If the words "Uber Advanced Technologies Center" emblazoned on the side of the vehicle weren't enough of a giveaway, the device rotating on the top of the vehicle signals this isn't your average Ford.
"This vehicle is part of our early research efforts regarding mapping, safety and autonomy systems," Uber spokeswoman Trina Smith said in an email.
And it's likely you'll be seeing more on the road in Pittsburgh as the company builds out its local operations. Uber announced in February it would be opening an advanced technologies center in Pittsburgh to focus primarily on the areas of mapping, vehicle safety and driverless vehicle technology.
Smith declined to provide more details, and from a competitive standpoint, that isn't surprising. Uber is hardly the only company looking to take a stake in self-driving vehicle technology.
Uber's announcement it would be developing its own self-driving car technology put the company in direct competition with one of its biggest investors: Google (Nasdaq: GOOG).
Google has been working on driverless car technology since 2010 and has said it expects to have a finished product by 2020.
This summer, the company's self-driving cars are graduating from the test track and will hit the real road in Google's hometown of Mountain View, Calif. The car has no steering wheel or pedals, so it is up to the internal computers to do all of the driving. (However, to keep with California law these early treks will have a human aboard with a removable steering wheel and pedals, should something go wrong.)
For Uber, driverless cars eliminate its largest cost: the driver.
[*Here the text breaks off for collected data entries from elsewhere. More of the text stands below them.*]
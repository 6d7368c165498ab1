use sieve_distribution_filename::{DistFilenameError, EggFragmentError};
use sieve_normalize::PackageName;
use sieve_pep440::{Version, VersionSpecifiers};
use sieve_platform_tags::IncompatibleTag;

use crate::LinkOrigin;

/// The outcomes of [`crate::PackageFinder::find_requirement`] that are not a link.
#[derive(Debug, thiserror::Error)]
pub enum FindError {
    /// The installed version is at least as good as anything that was found.
    #[error("{name} {installed} is already installed and is the best available version")]
    BestVersionAlreadyInstalled {
        name: PackageName,
        installed: Version,
    },
    /// No link survived the filters.
    #[error("{}", not_found_message(requirement, versions))]
    DistributionNotFound {
        requirement: String,
        /// Versions that were discovered but rejected by the version constraints.
        versions: Vec<Version>,
    },
}

fn not_found_message(requirement: &str, versions: &[Version]) -> String {
    if versions.is_empty() {
        return format!("No distributions at all found for {requirement}");
    }
    let versions = versions
        .iter()
        .map(ToString::to_string)
        .collect::<Vec<_>>()
        .join(", ");
    format!("No distributions matching the version for {requirement} (from versions: {versions})")
}

/// Why a discovered link was dropped before comparison.
///
/// These never reach the caller; they exist to explain the choice in the logs.
#[derive(Debug, thiserror::Error)]
pub(crate) enum Skipped {
    #[error("already discovered")]
    Duplicate,
    #[error("the URL doesn't name a file")]
    NoFilename,
    #[error(transparent)]
    Filename(#[from] DistFilenameError),
    #[error(transparent)]
    EggFragment(#[from] EggFragmentError),
    #[error("Mac OS X installer bundles are not supported")]
    MacInstaller,
    #[error("built for Python {0}")]
    PythonVersion(String),
    #[error("wheels are disabled")]
    WheelsDisabled,
    #[error("hosted outside the index and {0} is not allowed to use external files")]
    External(PackageName),
    #[error("has no hash and {0} is not allowed to use insecure files")]
    Insecure(PackageName),
    #[error("{0} doesn't satisfy `{1}`")]
    Version(Version, VersionSpecifiers),
    #[error("{0} is a pre-release")]
    Prerelease(Version),
    #[error("no supported tag matches the {0}")]
    IncompatibleTag(IncompatibleTagPart),
}

/// [`IncompatibleTag`] with a readable name for messages.
#[derive(Debug)]
pub(crate) struct IncompatibleTagPart(pub(crate) IncompatibleTag);

impl std::fmt::Display for IncompatibleTagPart {
    fn fmt(&self, f: &mut std::fmt::Formatter<'_>) -> std::fmt::Result {
        match self.0 {
            IncompatibleTag::Invalid => f.write_str("filename"),
            IncompatibleTag::Python => f.write_str("Python tag"),
            IncompatibleTag::Abi => f.write_str("ABI tag"),
            IncompatibleTag::Platform => f.write_str("platform tag"),
        }
    }
}

/// Unrecognizable files are common in find-links directories, so they are only traced.
pub(crate) fn log_skipped(url: &url::Url, origin: LinkOrigin, reason: &Skipped) {
    match reason {
        Skipped::Duplicate | Skipped::NoFilename | Skipped::Filename(_) | Skipped::EggFragment(_) => {
            tracing::trace!("Skipping {origin} link {url}: {reason}");
        }
        _ => {
            tracing::debug!("Skipping {origin} link {url}: {reason}");
        }
    }
}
By the end of 2014, the rideshare startup employed about 160,000 drivers across the globe.
Uber CEO Travis Kalanick has been outspoken about his desire to replace the people who drive its cars with cars that drive themselves.
"The reason Uber could be expensive is because you're not just paying for the car — you're paying for the other dude in the car," Kalanick said. "When there's no other dude in the car, the cost of taking an Uber anywhere becomes cheaper than owning a vehicle."
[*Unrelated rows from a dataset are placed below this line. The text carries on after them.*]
impl VersionSpecifier {
    /// Build from parts, validating that the operator is allowed with that version.
    pub fn new(
        operator: Operator,
        version: Version,
        star: bool,
    ) -> Result<Self, VersionSpecifierParseError> {
        let operator = if star {
            match operator {
                Operator::Equal => Operator::EqualStar,
                Operator::NotEqual => Operator::NotEqualStar,
                other => return Err(VersionSpecifierParseError::OperatorWithStar(other)),
            }
        } else {
            operator
        };

        // "Except where specifically noted below, local version identifiers MUST NOT be
        // permitted in version specifiers"
        if version.is_local()
            && !matches!(
                operator,
                Operator::Equal | Operator::NotEqual | Operator::ExactEqual
            )
        {
            return Err(VersionSpecifierParseError::OperatorLocalCombo(operator));
        }

        if operator == Operator::TildeEqual && version.release().len() < 2 {
            return Err(VersionSpecifierParseError::CompatibleRelease);
        }

        Ok(Self { operator, version })
    }

    /// Get the operator, e.g. `>=` in `>= 2.0.0`
    pub fn operator(&self) -> &Operator {
        &self.operator
    }

    /// Get the version, e.g. `2.0.0` in `<= 2.0.0`
    pub fn version(&self) -> &Version {
        &self.version
    }

    /// Whether the version marker includes a prerelease.
    pub fn any_prerelease(&self) -> bool {
        self.version.any_prerelease()
    }

    /// Whether the given version satisfies the version range.
    ///
    /// e.g. `>=1.19,<2.0` and `1.21` -> true
    /// <https://peps.python.org/pep-0440/#version-specifiers>
    ///
    /// Unlike `pypa/packaging`, this does not allow `<3.0` to match `3.0.dev0`, and
    /// pre-release filtering is left to the caller.
    pub fn contains(&self, version: &Version) -> bool {
        // "Except where specifically noted below, local version identifiers MUST NOT be permitted
        // in version specifiers, and local version labels MUST be ignored entirely when checking
        // if candidate versions match a given version specifier."
        let this = &self.version;
        let other = if this.is_local() {
            version.clone()
        } else {
            version.without_local()
        };

        match self.operator {
            Operator::Equal => other == *this,
            Operator::EqualStar => {
                this.epoch() == other.epoch()
                    && this
                        .release()
                        .iter()
                        .zip(other.release().iter().chain(std::iter::repeat(&0)))
                        .all(|(this, other)| this == other)
            }
            Operator::ExactEqual => this.to_string() == version.to_string(),
            Operator::NotEqual => other != *this,
            Operator::NotEqualStar => {
                this.epoch() != other.epoch()
                    || !this
                        .release()
                        .iter()
                        .zip(other.release().iter().chain(std::iter::repeat(&0)))
                        .all(|(this, other)| this == other)
            }
            Operator::TildeEqual => {
                // "For a given release identifier V.N, the compatible release clause is
                // approximately equivalent to the pair of comparison clauses: `>= V.N, == V.*`"
                if this.epoch() != other.epoch() {
                    return false;
                }
                let prefix = &this.release()[..this.release().len() - 1];
                if !prefix
                    .iter()
                    .zip(other.release().iter().chain(std::iter::repeat(&0)))
                    .all(|(this, other)| this == other)
                {
                    return false;
                }
                other >= *this
            }
            Operator::GreaterThan => Self::greater_than(this, &other),
            Operator::GreaterThanEqual => Self::greater_than(this, &other) || other >= *this,
            Operator::LessThan => {
                Self::less_than(this, &other)
                    && !(compare_release(this.release(), other.release()) == Ordering::Equal
                        && other.any_prerelease())
            }
            Operator::LessThanEqual => Self::less_than(this, &other) || other <= *this,
        }
    }

    fn less_than(this: &Version, other: &Version) -> bool {
        if other.epoch() < this.epoch() {
            return true;
        }

        // `<3.1` must not match `3.1.dev0` unless the specifier itself is a pre-release,
        // but it does match `3.0.dev0`.
        if !this.any_prerelease()
            && other.is_pre()
            && compare_release(this.release(), other.release()) == Ordering::Equal
        {
            return false;
        }

        other < this
    }

    fn greater_than(this: &Version, other: &Version) -> bool {
        if other.epoch() > this.epoch() {
            return true;
        }

        if compare_release(this.release(), other.release()) == Ordering::Equal {
            // `>3.1` must not match `3.1.post0` unless the specifier itself is a post release.
            if !this.is_post() && other.is_post() {
                return false;
            }
            if other.is_local() {
                return false;
            }
        }

        other > this
    }
}

impl FromStr for VersionSpecifier {
    type Err = VersionSpecifierParseError;

    /// Parses a version such as `>= 1.19`, `== 1.1.*`,`~=1.0+abc.5` or `<=1!2012.2`
    fn from_str(spec: &str) -> Result<Self, Self::Err> {
        let mut s = unscanny::Scanner::new(spec);
        s.eat_while(char::is_whitespace);
        // operator but we don't know yet if it has a star
        let operator = s.eat_while(['=', '!', '~', '<', '>']);
        if operator.is_empty() {
            return Err(VersionSpecifierParseError::MissingOperator);
        }
        let operator = Operator::from_str(operator)?;
        s.eat_while(char::is_whitespace);
        let version = s.eat_while(|c: char| !c.is_whitespace());
        if version.is_empty() {
            return Err(VersionSpecifierParseError::MissingVersion);
        }
        let (version, star) = Version::from_str_star(version)?;
        let version_specifier = Self::new(operator, version, star)?;
        s.eat_while(char::is_whitespace);
        if !s.done() {
            return Err(VersionSpecifierParseError::InvalidTrailing(
                s.after().to_string(),
            ));
        }
        Ok(version_specifier)
    }
}

impl Display for VersionSpecifier {
    fn fmt(&self, f: &mut Formatter<'_>) -> std::fmt::Result {
        if self.operator == Operator::EqualStar || self.operator == Operator::NotEqualStar {
            return write!(f, "{}{}.*", self.operator, self.version);
        }
        write!(f, "{}{}", self.operator, self.version)
    }
}

#[cfg(feature = "serde")]
impl<'de> serde::Deserialize<'de> for VersionSpecifier {
    fn deserialize<D>(deserializer: D) -> Result<Self, D::Error>
    where
        D: serde::Deserializer<'de>,
    {
        let s = String::deserialize(deserializer)?;
        Self::from_str(&s).map_err(serde::de::Error::custom)
    }
}

#[cfg(feature = "serde")]
impl serde::Serialize for VersionSpecifier {
    fn serialize<S>(&self, serializer: S) -> Result<S::Ok, S::Error>
    where
        S: serde::Serializer,
    {
        serializer.collect_str(self)
    }
}

/// A thin wrapper around `Vec<VersionSpecifier>` with a serde implementation
///
/// ```rust
/// use std::str::FromStr;
/// use sieve_pep440::{VersionSpecifiers, Version, Operator};
///
/// let version = Version::from_str("1.19").unwrap();
/// let version_specifiers = VersionSpecifiers::from_str(">=1.16, <2.0").unwrap();
/// assert!(version_specifiers.contains(&version));
/// ```
#[derive(Eq, PartialEq, Debug, Clone, Hash, Default)]
pub struct VersionSpecifiers(Vec<VersionSpecifier>);

impl Deref for VersionSpecifiers {
    type Target = [VersionSpecifier];

    fn deref(&self) -> &Self::Target {
        &self.0
    }
}

impl VersionSpecifiers {
    /// Matches all versions.
    pub fn empty() -> Self {
        Self(Vec::new())
    }

    /// Whether all specifiers match the given version.
    pub fn contains(&self, version: &Version) -> bool {
        self.iter().all(|specifier| specifier.contains(version))
    }
}

impl FromIterator<VersionSpecifier> for VersionSpecifiers {
    fn from_iter<T: IntoIterator<Item = VersionSpecifier>>(iter: T) -> Self {
        Self(iter.into_iter().collect())
    }
}

impl From<VersionSpecifier> for VersionSpecifiers {
    fn from(specifier: VersionSpecifier) -> Self {
        Self(vec![specifier])
    }
}

impl FromStr for VersionSpecifiers {
    type Err = VersionSpecifiersParseError;

    /// Parse a list of specifiers such as `>= 1.0, != 1.3.*, < 2.0`.
    fn from_str(spec: &str) -> Result<Self, Self::Err> {
        if spec.trim().is_empty() {
            return Ok(Self::empty());
        }
        let mut specifiers = Vec::new();
        let mut start: usize = 0;
        for part in spec.split(',') {
            let specifier =
                VersionSpecifier::from_str(part).map_err(|err| VersionSpecifiersParseError {
                    err,
                    line: spec.to_string(),
                    start,
                    end: start + part.len(),
                })?;
            specifiers.push(specifier);
            start += part.len() + ','.len_utf8();
        }
        Ok(Self(specifiers))
    }
}

impl Display for VersionSpecifiers {
    fn fmt(&self, f: &mut Formatter<'_>) -> std::fmt::Result {
        for (idx, version_specifier) in self.0.iter().enumerate() {
            // Separate version specifiers by comma, but we need one comma less than there are
            // specifiers
            if idx == 0 {
                write!(f, "{version_specifier}")?;
            } else {
                write!(f, ", {version_specifier}")?;
            }
        }
        Ok(())
    }
}

#[cfg(feature = "serde")]
impl<'de> serde::Deserialize<'de> for VersionSpecifiers {
    fn deserialize<D>(deserializer: D) -> Result<Self, D::Error>
    where
        D: serde::Deserializer<'de>,
    {
        let s = String::deserialize(deserializer)?;
        Self::from_str(&s).map_err(serde::de::Error::custom)
    }
}

#[cfg(feature = "serde")]
impl serde::Serialize for VersionSpecifiers {
    fn serialize<S>(&self, serializer: S) -> Result<S::Ok, S::Error>
    where
        S: serde::Serializer,
    {
        serializer.collect_str(self)
    }
}

/// Error with span information (unicode width) inside the parsed line
#[derive(Debug, Eq, PartialEq, Clone)]
pub struct VersionSpecifiersParseError {
    err: VersionSpecifierParseError,
    line: String,
    start: usize,
    end: usize,
}

impl VersionSpecifiersParseError {
    /// The error for the individual specifier that failed.
    pub fn inner(&self) -> &VersionSpecifierParseError {
        &self.err
    }
}

impl Display for VersionSpecifiersParseError {
    fn fmt(&self, f: &mut Formatter<'_>) -> std::fmt::Result {
        writeln!(f, "Failed to parse version: {}:", self.err)?;
        writeln!(f, "{}", self.line)?;
        let indent = self.line[..self.start].chars().count();
        let point = self.line[self.start..self.end].chars().count();
        write!(f, "{}{}", " ".repeat(indent), "^".repeat(point))?;
        Ok(())
    }
}

impl std::error::Error for VersionSpecifiersParseError {
    fn source(&self) -> Option<&(dyn std::error::Error + 'static)> {
        Some(&self.err)
    }
}
use sieve_platform_tags::{TagCompatibility, TagPriority, Tags};

use crate::error::{IncompatibleTagPart, Skipped};
use crate::link::{DistKind, Link};

/// Check a link against the target's supported tags.
///
/// Returns the priority of the best matching tag for wheels and `None` for source distributions,
/// which are built for the target and always compatible.
pub(crate) fn check(link: &Link, tags: &Tags) -> Result<Option<TagPriority>, Skipped> {
    match link.kind() {
        DistKind::SourceDist => Ok(None),
        DistKind::Wheel(wheel) => match wheel.compatibility(tags) {
            TagCompatibility::Compatible(priority) => Ok(Some(priority)),
            TagCompatibility::Incompatible(tag) => {
                Err(Skipped::IncompatibleTag(IncompatibleTagPart(tag)))
            }
        },
    }
}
Barclay's Johnson predicts that auto sales may drop 40 percent in the next 25 years because of shared driverless cars. The market for autonomous technology is expected to grow to $42 billion by 2025 and self-driving cars may account for a quarter of global auto sales by 2035, according to an analysis by Boston Consulting Group.
In order to hit the ground running, Uber hired away dozens of senior researchers from CMU's National Robotics Engineering Center prior to the announcement of a partnership between the two.
CMU has a well-established reputation in the area of autonomous driving. The university currently operates the General Motors-Carnegie Mellon Autonomous Driving Collaborative Research Lab, which was formed after CMU's driverless car won the DARPA Urban Challenge in 2007.
In February, Jeff Holden, Uber's chief product officer, said the company was staffing the center with a mix of CMU recruits and others brought in from outside the university. Uber has yet to disclose how many it currently employs at the center, but the company has been actively hiring for an array of engineering positions.
Earlier this week, Uber confirmed it has selected the former Restaurant Depot space in the Strip District as the location for its Advanced Technologies Center. Smith said the company expects to move in at the end of the year.